▸ TASK PROMPT:
Please output the section of the listing below that opens with the line containing "filename src/backend/messages.rs" and closes with the line containing "use std::path::PathBuf;", exactly and with nothing else.

▸ SUPPLIED INFORMATION:
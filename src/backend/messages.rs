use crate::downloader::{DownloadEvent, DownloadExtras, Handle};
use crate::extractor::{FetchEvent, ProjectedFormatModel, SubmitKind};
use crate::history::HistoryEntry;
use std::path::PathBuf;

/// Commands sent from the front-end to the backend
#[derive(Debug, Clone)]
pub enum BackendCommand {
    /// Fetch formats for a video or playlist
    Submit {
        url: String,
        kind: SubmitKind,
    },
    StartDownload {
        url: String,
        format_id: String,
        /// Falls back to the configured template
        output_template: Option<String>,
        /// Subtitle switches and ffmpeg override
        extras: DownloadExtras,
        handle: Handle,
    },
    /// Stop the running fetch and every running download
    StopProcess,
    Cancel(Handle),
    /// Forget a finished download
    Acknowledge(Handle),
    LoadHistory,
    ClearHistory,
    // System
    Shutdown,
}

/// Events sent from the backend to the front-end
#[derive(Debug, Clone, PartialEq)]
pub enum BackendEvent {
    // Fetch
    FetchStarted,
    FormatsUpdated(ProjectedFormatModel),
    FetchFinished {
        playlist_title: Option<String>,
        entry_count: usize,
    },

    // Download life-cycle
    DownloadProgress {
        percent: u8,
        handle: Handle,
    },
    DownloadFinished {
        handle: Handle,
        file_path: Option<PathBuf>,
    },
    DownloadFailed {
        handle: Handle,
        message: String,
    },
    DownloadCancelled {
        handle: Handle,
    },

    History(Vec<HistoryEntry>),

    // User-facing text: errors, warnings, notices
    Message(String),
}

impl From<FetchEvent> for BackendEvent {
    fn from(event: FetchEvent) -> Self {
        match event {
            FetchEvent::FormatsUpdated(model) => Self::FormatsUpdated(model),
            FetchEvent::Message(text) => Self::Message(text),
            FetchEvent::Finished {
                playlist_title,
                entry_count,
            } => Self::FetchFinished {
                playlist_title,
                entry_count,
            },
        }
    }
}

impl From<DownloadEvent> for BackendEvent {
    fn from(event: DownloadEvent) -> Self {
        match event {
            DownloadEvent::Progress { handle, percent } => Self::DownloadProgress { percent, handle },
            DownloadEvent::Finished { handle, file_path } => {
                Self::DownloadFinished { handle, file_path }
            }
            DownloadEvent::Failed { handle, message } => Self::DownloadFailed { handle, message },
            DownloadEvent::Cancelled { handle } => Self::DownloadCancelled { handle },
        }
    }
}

...

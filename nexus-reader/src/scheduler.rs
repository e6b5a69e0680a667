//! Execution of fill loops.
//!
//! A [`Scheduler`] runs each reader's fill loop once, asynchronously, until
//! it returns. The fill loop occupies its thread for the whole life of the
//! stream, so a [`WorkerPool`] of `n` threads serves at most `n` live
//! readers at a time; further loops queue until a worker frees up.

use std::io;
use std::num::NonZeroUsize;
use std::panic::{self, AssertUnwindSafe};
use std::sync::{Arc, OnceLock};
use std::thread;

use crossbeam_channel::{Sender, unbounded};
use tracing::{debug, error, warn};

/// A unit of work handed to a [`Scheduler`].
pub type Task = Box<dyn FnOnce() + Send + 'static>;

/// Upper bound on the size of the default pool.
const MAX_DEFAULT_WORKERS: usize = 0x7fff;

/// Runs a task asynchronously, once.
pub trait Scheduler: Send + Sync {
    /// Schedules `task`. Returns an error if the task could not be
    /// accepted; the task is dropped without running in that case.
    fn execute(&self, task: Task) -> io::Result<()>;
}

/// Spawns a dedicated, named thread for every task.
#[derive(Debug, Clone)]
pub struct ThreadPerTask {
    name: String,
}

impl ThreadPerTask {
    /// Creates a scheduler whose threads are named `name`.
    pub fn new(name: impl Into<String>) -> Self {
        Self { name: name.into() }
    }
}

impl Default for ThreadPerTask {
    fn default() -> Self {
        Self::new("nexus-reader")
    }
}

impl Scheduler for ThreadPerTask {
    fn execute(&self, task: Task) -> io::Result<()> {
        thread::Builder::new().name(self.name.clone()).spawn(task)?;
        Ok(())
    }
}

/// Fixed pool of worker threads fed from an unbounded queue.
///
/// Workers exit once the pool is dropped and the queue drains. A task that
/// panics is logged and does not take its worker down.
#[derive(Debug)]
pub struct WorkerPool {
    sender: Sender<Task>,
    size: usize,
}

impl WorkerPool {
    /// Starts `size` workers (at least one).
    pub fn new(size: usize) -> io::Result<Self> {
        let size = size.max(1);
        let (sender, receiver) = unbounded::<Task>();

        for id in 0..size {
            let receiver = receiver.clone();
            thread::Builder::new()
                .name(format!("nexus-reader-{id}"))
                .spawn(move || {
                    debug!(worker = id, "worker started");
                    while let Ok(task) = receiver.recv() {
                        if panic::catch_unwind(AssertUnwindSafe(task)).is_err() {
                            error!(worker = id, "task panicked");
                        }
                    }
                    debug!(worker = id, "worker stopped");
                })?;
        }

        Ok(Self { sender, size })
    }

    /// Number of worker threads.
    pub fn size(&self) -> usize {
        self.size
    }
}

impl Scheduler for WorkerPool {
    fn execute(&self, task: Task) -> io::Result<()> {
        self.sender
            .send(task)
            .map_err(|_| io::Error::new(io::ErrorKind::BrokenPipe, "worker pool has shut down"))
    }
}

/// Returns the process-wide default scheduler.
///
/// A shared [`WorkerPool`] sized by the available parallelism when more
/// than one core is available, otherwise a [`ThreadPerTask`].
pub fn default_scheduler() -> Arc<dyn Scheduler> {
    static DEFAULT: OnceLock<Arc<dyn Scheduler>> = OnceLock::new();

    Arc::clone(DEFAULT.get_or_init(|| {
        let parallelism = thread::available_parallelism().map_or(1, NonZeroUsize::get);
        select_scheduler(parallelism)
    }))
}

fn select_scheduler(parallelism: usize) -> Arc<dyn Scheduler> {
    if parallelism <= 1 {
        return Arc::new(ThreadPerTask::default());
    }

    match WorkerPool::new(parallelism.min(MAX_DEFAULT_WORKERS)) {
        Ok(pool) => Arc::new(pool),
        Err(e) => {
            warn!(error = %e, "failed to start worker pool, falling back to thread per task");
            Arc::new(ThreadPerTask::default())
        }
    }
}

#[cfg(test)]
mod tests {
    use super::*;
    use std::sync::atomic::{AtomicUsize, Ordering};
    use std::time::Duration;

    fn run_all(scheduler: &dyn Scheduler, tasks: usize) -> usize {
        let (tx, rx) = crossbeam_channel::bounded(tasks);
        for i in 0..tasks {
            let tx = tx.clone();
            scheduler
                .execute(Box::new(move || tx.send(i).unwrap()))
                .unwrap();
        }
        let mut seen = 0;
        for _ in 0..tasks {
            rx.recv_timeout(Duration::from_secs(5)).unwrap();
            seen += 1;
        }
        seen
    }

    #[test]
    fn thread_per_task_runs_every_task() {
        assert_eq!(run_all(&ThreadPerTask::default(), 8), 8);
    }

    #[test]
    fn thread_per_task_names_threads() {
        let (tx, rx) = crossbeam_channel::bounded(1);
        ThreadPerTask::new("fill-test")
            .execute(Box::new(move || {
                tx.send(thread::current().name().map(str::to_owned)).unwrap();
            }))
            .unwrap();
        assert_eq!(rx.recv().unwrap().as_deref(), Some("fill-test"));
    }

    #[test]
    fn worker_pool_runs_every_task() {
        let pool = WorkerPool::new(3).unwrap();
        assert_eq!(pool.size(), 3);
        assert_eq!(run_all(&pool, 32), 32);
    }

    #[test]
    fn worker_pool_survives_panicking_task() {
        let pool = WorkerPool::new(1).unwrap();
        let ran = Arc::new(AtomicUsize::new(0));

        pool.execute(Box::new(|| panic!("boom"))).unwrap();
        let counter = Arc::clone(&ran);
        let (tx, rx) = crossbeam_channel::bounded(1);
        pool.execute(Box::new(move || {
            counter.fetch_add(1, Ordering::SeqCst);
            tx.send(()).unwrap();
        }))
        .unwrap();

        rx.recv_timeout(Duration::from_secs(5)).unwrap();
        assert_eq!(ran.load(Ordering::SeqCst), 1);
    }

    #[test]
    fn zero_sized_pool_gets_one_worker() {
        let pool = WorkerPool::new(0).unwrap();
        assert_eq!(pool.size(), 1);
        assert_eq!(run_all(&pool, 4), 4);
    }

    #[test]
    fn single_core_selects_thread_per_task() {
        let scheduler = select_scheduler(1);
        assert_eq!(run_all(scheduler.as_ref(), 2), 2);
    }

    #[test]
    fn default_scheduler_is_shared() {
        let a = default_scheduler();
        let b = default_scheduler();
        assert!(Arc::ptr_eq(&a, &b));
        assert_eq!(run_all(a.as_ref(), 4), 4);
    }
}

▸ EXERCISE OUTPUT:
filename src/backend/messages.rs
use crate::downloader::{DownloadEvent, DownloadExtras, Handle};
use crate::extractor::{FetchEvent, ProjectedFormatModel, SubmitKind};
use crate::history::HistoryEntry;
use std::path::PathBuf;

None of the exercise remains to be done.